For retrieving data from the Internet you can use _requests_ library. There are other libraries such as _urllib_ but we will focus on _requests_ as it simplifies a lot of tasks.


__requests__ provide multiple functions, here we will look at _get_ function for GET request. 


In [1]:
import requests 

url = requests.get("https://en.wikipedia.org/wiki/List_of_serial_killers_in_the_United_States")
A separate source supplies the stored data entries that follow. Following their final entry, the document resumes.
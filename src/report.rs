//! Human-readable text report (default output format)

use crate::pipeline::AnalysisReport;
use crate::record::MovementRecord;
use crate::severity::Severity;
use crate::validation::InconsistencyReport;
use std::fmt;

/// Maximum number of flagged records listed individually
const TOP_FLAGGED: usize = 10;

/// Data-quality section on its own (used by --validate-only)
pub struct DataQualitySection<'a>(pub &'a InconsistencyReport);

impl fmt::Display for DataQualitySection<'_> {
    fn fmt(&self, f: &mut fmt::Formatter<'_>) -> fmt::Result {
        let report = self.0;
        writeln!(f, "=== Data Quality ===")?;
        writeln!(f, "Records:                 {}", report.total_records)?;
        writeln!(f, "Missing quantity:        {}", report.missing_quantity)?;
        writeln!(f, "Missing owner:           {}", report.missing_owner)?;
        writeln!(f, "Operation/sign mismatch: {}", report.sign_mismatch)?;
        if report.is_clean() {
            return writeln!(f, "✅ No inconsistencies found");
        }
        let indices: Vec<String> = report
            .offending_indices()
            .iter()
            .map(|i| i.to_string())
            .collect();
        writeln!(
            f,
            "⚠️  {} record(s) with issues: {}",
            indices.len(),
            indices.join(", ")
        )
    }
}

/// Full analysis report
pub struct TextReport<'a> {
    report: &'a AnalysisReport,
    records: &'a [MovementRecord],
}

impl<'a> TextReport<'a> {
    pub fn new(report: &'a AnalysisReport, records: &'a [MovementRecord]) -> Self {
        Self { report, records }
    }

    fn fmt_overview(&self, f: &mut fmt::Formatter<'_>) -> fmt::Result {
        let profile = &self.report.profile;
        writeln!(f, "=== Stock Movement Anomaly Report ===")?;
        writeln!(f, "Total records: {}", profile.total_records)?;
        if let Some(period) = profile.period {
            writeln!(
                f,
                "Period: {} to {}",
                period.start.format("%d/%m/%Y"),
                period.end.format("%d/%m/%Y")
            )?;
        }
        for (title, counts) in [
            ("Units", &profile.by_unit),
            ("Materials", &profile.by_material),
            ("Operations", &profile.by_operation),
        ] {
            writeln!(f, "{}:", title)?;
            for c in counts.iter().filter(|c| c.count > 0) {
                writeln!(f, "  {}: {} ({:.1}%)", c.label, c.count, c.share_pct)?;
            }
        }
        Ok(())
    }

    fn fmt_detection(&self, f: &mut fmt::Formatter<'_>) -> fmt::Result {
        let detection = &self.report.detection;
        writeln!(f, "=== Outlier Detection ===")?;
        writeln!(f, "Classified records:      {}", detection.classified)?;
        writeln!(f, "Insufficient baseline:   {}", detection.insufficient_baseline)?;
        writeln!(f, "Flagged by both tests:   {}", detection.both)?;
        writeln!(f, "Flagged by Z-score only: {}", detection.z_only)?;
        writeln!(f, "Flagged by IQR only:     {}", detection.iqr_only)?;
        writeln!(f, "Severity Distribution:")?;
        for severity in Severity::ALL.iter().rev() {
            writeln!(
                f,
                "  {:<10} {}",
                severity.as_str(),
                detection.severity.get(*severity)
            )?;
        }

        let flagged = self.report.flagged();
        if flagged.is_empty() {
            return Ok(());
        }
        writeln!(f, "Top Flagged Records:")?;
        for (i, entry) in flagged.iter().take(TOP_FLAGGED).enumerate() {
            let (Some(score), Some(record)) = (&entry.score, self.records.get(entry.index)) else {
                continue;
            };
            let baseline = self.report.baselines.get(&entry.group);
            writeln!(
                f,
                "  {}. [{}] #{} {} {} {} - z={:.2}{}{} (baseline: {:.1} ± {:.1})",
                i + 1,
                score.severity,
                entry.index,
                record.date,
                entry.group,
                score.magnitude,
                score.z_score,
                if score.z_flag { " Z" } else { "" },
                if score.iqr_flag { " IQR" } else { "" },
                baseline.map_or(0.0, |b| b.mean),
                baseline.map_or(0.0, |b| b.std_dev),
            )?;
        }
        if flagged.len() > TOP_FLAGGED {
            writeln!(f, "  ... and {} more", flagged.len() - TOP_FLAGGED)?;
        }
        Ok(())
    }

    fn fmt_impact(&self, f: &mut fmt::Formatter<'_>) -> fmt::Result {
        let impact = &self.report.impact;
        writeln!(f, "=== Financial Impact ===")?;
        writeln!(f, "Total value moved:       R$ {:.2}", impact.total_value)?;
        writeln!(f, "Estimated impact:        R$ {:.2}", impact.total_impact)?;
        writeln!(f, "Impact share:            {:.2}%", impact.impact_pct)?;
        writeln!(f, "By failure type:")?;
        for estimate in &impact.categories {
            writeln!(f, "  {}: R$ {:.2}", estimate.category, estimate.amount)?;
        }
        if !impact.by_material.is_empty() {
            writeln!(f, "By material:")?;
            for (material, amount) in &impact.by_material {
                writeln!(f, "  {}: R$ {:.2}", material, amount)?;
            }
        }
        if !impact.by_unit.is_empty() {
            writeln!(f, "By unit:")?;
            for (unit, amount) in &impact.by_unit {
                writeln!(f, "  {}: R$ {:.2}", unit, amount)?;
            }
        }
        let indirect = &impact.indirect;
        if indirect.total_indirect > 0.0 {
            writeln!(f, "Indirect costs:          R$ {:.2}", indirect.total_indirect)?;
            writeln!(
                f,
                "Impact incl. indirect:   R$ {:.2} ({:.2}%)",
                indirect.total_with_indirect, indirect.pct_with_indirect
            )?;
        }
        Ok(())
    }
}

impl fmt::Display for TextReport<'_> {
    fn fmt(&self, f: &mut fmt::Formatter<'_>) -> fmt::Result {
        self.fmt_overview(f)?;
        writeln!(f)?;
        write!(f, "{}", DataQualitySection(&self.report.inconsistencies))?;
        writeln!(f)?;
        self.fmt_detection(f)?;
        writeln!(f)?;
        self.fmt_impact(f)
    }
}

/// Render the data-quality section on its own
pub fn inconsistency_report_string(report: &InconsistencyReport) -> String {
    DataQualitySection(report).to_string()
}

/// Render the full analysis report
pub fn to_report_string(report: &AnalysisReport, records: &[MovementRecord]) -> String {
    TextReport::new(report, records).to_string()
}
__url__ is an object and contains some attributes such as status code, text, apparent_encoding, encoding, headers, ... 
We can use these to access different information of the object.

In [3]:
type(url)

requests.models.Response

In [4]:
url.apparent_encoding

'utf-8'

In [5]:
url.status_code

200

In [6]:
print(url.text[:2000])

<!DOCTYPE html>
<html class="client-nojs" lang="en" dir="ltr">
<head>
<meta charset="UTF-8"/>
<title>List of serial killers in the United States - Wikipedia</title>
<script>document.documentElement.className="client-js";RLCONF={"wgBreakFrames":!1,"wgSeparatorTransformTable":["",""],"wgDigitTransformTable":["",""],"wgDefaultDateFormat":"dmy","wgMonthNames":["","January","February","March","April","May","June","July","August","September","October","November","December"],"wgRequestId":"d30646bd-7c13-4f76-86ed-5d9278b3df9f","wgCSPNonce":!1,"wgCanonicalNamespace":"","wgCanonicalSpecialPageName":!1,"wgNamespaceNumber":0,"wgPageName":"List_of_serial_killers_in_the_United_States","wgTitle":"List of serial killers in the United States","wgCurRevisionId":1044211112,"wgRevisionId":1044211112,"wgArticleId":32568837,"wgIsArticle":!0,"wgIsRedirect":!1,"wgAction":"view","wgUserName":null,"wgUserGroups":["*"],"wgCategories":["CS1 maint: uses authors parameter","All articles with dead external links","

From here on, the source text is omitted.